Variance decomposition

The variance in CW bias measured over a population of cells contains contributions from the single-cell CW bias variance and from cell–cell differences in mean CW bias. We decomposed the variance over the population (the set {cell}) to determine the intra- and inter-cell contributions, using the Law of Total Variance72:

$${\text{var}} (c|\{ cell\} ) = {\text{E}}[{\text{var}} (c|cell)] + {\text{var}} ({\text{E}}[c|{\text{cell}}]),$$
(10)

where E[…] is the expectation value and var is the variance. Based on established interpretations of Eq. (10), the first term on the right-hand side represents the contribution of the average single-cell variance in CW bias, which is determined from the mean of the individual variances in CW bias for each cell for a given N. The second term on the right hand side is the contribution of the cell-to-cell variation in CW bias, which is determined from the variance in the mean CW bias for each cell for a given N.

Estimating CW bias fluctuations for stimulated cells

The flagellar imaging data for trapped cells experiencing a step-down in MeAsp were also analyzed to record the number of CW flagella with time. Since the motor CW bias varies with time during adaptation, each individual cell time trace was divided into non-overlapping windows the duration of which was determined from the cell’s adaptation time. For each cell, the collected optical trap signal was analyzed for runs and tumbles, and the tumble bias was calculated from the fraction of time the cell tumbled over a 10-s sliding time window. The time trace of the tumble bias was fit to the following expression:

$$TB(t) = TB_{\infty } + ae^{ - bt} + ce^{ - dt}$$
(11)

where a, b, c and d are fitting parameters, and TB is the tumble bias of the cell when it has adapted to the stimulus. The adaptation time was approximated as \(t_{adap} = \ln (2)/b\) following a procedure used by Min et al.43 An example fit to Eq. (11) is shown in Supplementary Figure S1.

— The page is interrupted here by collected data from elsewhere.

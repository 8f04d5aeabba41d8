//! Consuming decoder for strategy settings.
//!
//! Strategy entries in the configuration file are open key/value maps. Each
//! handler pulls the keys it understands out of a [`Settings`] with the typed
//! `take_*` accessors; whatever is left afterwards is rejected by
//! [`Settings::finish`].

use std::collections::BTreeMap;

use serde_yaml::Value;

use super::errors::HandlerError;

/// Raw settings of a single strategy, keyed by field name.
pub type StrategySettings = BTreeMap<String, Value>;

#[derive(Debug, Clone, Default)]
pub struct Settings {
    values: StrategySettings,
}

impl Settings {
    pub fn new(values: StrategySettings) -> Self {
        Self { values }
    }

    /// Remove `field` and decode it as a bool. Absent fields yield `None`.
    pub fn take_bool(&mut self, field: &str) -> Result<Option<bool>, HandlerError> {
        match self.values.remove(field) {
            None | Some(Value::Null) => Ok(None),
            Some(Value::Bool(b)) => Ok(Some(b)),
            Some(_) => Err(invalid_type(field, "bool")),
        }
    }

    /// Remove `field` and decode it as a string. Absent fields yield `None`.
    pub fn take_string(&mut self, field: &str) -> Result<Option<String>, HandlerError> {
        match self.values.remove(field) {
            None | Some(Value::Null) => Ok(None),
            Some(Value::String(s)) => Ok(Some(s)),
            Some(_) => Err(invalid_type(field, "string")),
        }
    }

    /// Remove `field` and decode it as a sequence of strings.
    pub fn take_string_list(&mut self, field: &str) -> Result<Option<Vec<String>>, HandlerError> {
        match self.values.remove(field) {
            None | Some(Value::Null) => Ok(None),
            Some(Value::Sequence(items)) => items
                .into_iter()
                .map(|item| match item {
                    Value::String(s) => Ok(s),
                    _ => Err(invalid_type(field, "list of strings")),
                })
                .collect::<Result<Vec<_>, _>>()
                .map(Some),
            Some(_) => Err(invalid_type(field, "list of strings")),
        }
    }

    pub fn is_empty(&self) -> bool {
        self.values.is_empty()
    }

    /// Fail if any field was left unconsumed.
    pub fn finish(self) -> Result<(), HandlerError> {
        if self.values.is_empty() {
            return Ok(());
        }
        // BTreeMap keys are already sorted
        Err(HandlerError::UnrecognizedFields {
            fields: self.values.into_keys().collect(),
        })
    }
}

fn invalid_type(field: &str, expected: &'static str) -> HandlerError {
    HandlerError::InvalidFieldType {
        field: field.to_string(),
        expected,
    }
}

#[cfg(test)]
mod tests {
    use super::*;

    fn settings(yaml: &str) -> Settings {
        Settings::new(serde_yaml::from_str(yaml).unwrap())
    }

    #[test]
    fn test_take_bool() {
        let mut s = settings("remove: true\nother: 1");
        assert_eq!(s.take_bool("remove").unwrap(), Some(true));
        assert_eq!(s.take_bool("remove").unwrap(), None);
        assert_eq!(
            s.take_bool("other").unwrap_err(),
            HandlerError::InvalidFieldType {
                field: "other".to_string(),
                expected: "bool"
            }
        );
    }

    #[test]
    fn test_take_bool_does_not_coerce_strings() {
        let mut s = settings("remove: \"yes\"");
        assert!(s.take_bool("remove").is_err());
    }

    #[test]
    fn test_take_string() {
        let mut s = settings("image: alpine:latest\nport: 8080");
        assert_eq!(
            s.take_string("image").unwrap(),
            Some("alpine:latest".to_string())
        );
        assert_eq!(
            s.take_string("port").unwrap_err(),
            HandlerError::InvalidFieldType {
                field: "port".to_string(),
                expected: "string"
            }
        );
    }

    #[test]
    fn test_null_is_treated_as_absent() {
        let mut s = settings("service: ~");
        assert_eq!(s.take_string("service").unwrap(), None);
        assert!(s.finish().is_ok());
    }

    #[test]
    fn test_take_string_list() {
        let mut s = settings("volumes:\n  - ./:/opt/\n  - /tmp:/tmp");
        assert_eq!(
            s.take_string_list("volumes").unwrap(),
            Some(vec!["./:/opt/".to_string(), "/tmp:/tmp".to_string()])
        );
        assert!(s.is_empty());
    }

    #[test]
    fn test_take_string_list_rejects_scalars_and_mixed_items() {
        let mut s = settings("volumes: ./:/opt/");
        assert!(s.take_string_list("volumes").is_err());

        let mut s = settings("volumes:\n  - ./:/opt/\n  - 3");
        let err = s.take_string_list("volumes").unwrap_err();
        assert_eq!(err.to_string(), "field 'volumes' must be a list of strings");
    }

    #[test]
    fn test_finish_reports_leftover_fields_sorted() {
        let mut s = settings("service: app\nzeta: 1\nalpha: 2");
        s.take_string("service").unwrap();
        assert_eq!(
            s.finish().unwrap_err(),
            HandlerError::UnrecognizedFields {
                fields: vec!["alpha".to_string(), "zeta".to_string()]
            }
        );
    }
}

Windows of duration 0.2tadap were selected starting at the time when the trapped cell was moved to the top channel, t = 0, until t = 1.6tadap, where tadap for our dataset was found to be ~ 13 s. A final window of variable length between 0.5tadap and 2.5tadap was created based on the number of data points left in the trace. Data for number of CW flagella ncw from multiple cells with the same total number of flagella N were pooled in each time window. The time-dependent histogram \(p_{N} (n_{cw} ,t)\) was constructed and the time-dependent mean and standard deviation in CW bias was determined for each time window. The 0.2tadap time windows, corresponding to a 2.6-s duration on average, were sufficiently short so that the average tumble bias was constant to within ~ 10–20%, but long enough to enable a reliable estimate of the mean and CV in CW bias given the data set size. The error was calculated by bootstrap resampling as before, over each time window. We calculated the mean and standard deviation in CW bias globally across all N for each time window as described previously.